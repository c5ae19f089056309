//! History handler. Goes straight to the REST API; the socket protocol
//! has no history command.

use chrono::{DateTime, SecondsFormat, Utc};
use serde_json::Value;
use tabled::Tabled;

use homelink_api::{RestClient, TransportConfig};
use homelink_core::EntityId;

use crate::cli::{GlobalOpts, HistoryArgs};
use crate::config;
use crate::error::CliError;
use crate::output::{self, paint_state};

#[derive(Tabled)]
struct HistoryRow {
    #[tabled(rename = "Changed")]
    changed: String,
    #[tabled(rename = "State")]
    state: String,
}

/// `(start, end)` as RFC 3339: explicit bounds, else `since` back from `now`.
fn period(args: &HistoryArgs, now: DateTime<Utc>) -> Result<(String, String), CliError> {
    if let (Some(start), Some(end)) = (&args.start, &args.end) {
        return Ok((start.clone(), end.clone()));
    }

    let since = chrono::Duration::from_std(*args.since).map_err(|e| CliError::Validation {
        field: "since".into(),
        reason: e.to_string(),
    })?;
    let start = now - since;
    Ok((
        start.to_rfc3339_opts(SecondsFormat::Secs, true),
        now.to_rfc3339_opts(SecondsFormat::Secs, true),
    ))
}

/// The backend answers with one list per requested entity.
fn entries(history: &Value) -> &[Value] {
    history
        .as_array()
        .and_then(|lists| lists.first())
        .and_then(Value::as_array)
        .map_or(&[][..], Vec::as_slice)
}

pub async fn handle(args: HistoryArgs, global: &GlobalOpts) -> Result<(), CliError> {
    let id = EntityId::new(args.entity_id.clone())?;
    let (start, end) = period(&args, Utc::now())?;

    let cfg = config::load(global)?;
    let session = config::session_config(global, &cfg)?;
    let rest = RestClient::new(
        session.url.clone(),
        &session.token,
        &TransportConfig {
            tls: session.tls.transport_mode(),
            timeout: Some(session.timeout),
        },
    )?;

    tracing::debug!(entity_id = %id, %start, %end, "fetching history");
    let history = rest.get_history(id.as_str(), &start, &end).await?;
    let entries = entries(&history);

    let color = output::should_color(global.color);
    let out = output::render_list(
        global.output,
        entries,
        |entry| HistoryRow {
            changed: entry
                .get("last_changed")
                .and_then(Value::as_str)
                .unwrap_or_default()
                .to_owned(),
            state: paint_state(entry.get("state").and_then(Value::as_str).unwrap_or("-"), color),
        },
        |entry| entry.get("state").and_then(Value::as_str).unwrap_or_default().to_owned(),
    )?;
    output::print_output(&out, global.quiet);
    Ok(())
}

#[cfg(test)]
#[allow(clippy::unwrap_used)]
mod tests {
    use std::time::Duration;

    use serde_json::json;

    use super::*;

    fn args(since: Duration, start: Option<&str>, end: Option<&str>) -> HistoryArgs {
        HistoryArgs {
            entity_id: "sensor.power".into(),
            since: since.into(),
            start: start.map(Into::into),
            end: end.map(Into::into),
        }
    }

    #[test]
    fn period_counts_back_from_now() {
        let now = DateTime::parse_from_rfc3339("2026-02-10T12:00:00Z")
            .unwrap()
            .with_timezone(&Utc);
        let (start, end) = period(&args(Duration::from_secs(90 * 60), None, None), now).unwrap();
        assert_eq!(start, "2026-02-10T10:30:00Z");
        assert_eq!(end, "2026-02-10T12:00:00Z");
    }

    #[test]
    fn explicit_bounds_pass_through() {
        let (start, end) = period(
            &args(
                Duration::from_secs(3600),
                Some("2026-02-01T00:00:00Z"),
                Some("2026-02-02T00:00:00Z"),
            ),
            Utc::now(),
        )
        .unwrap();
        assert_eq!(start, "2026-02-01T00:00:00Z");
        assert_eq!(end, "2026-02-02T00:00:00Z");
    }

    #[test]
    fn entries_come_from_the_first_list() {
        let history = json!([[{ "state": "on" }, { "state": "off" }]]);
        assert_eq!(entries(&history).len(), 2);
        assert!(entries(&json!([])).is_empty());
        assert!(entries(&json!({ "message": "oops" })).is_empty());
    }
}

...

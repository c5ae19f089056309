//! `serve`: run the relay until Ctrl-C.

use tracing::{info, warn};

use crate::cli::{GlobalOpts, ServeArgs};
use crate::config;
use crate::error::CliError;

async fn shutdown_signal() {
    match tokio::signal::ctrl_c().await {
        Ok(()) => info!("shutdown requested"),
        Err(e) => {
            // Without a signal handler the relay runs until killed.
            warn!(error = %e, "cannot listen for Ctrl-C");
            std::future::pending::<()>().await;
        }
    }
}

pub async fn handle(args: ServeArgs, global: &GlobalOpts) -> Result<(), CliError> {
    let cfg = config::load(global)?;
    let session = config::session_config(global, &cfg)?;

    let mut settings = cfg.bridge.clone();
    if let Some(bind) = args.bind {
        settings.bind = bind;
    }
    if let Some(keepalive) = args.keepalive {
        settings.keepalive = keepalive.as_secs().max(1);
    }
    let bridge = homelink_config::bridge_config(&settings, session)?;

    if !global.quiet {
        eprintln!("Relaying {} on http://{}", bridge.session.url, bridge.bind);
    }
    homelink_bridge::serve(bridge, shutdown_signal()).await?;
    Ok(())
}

▶ [PROBLEM DETAILS]: Could you return all lines from the data above that contain the string "chrono"?

▶ [ANSWER SECTION]:
use chrono::{DateTime, SecondsFormat, Utc};
    let since = chrono::Duration::from_std(*args.since).map_err(|e| CliError::Validation {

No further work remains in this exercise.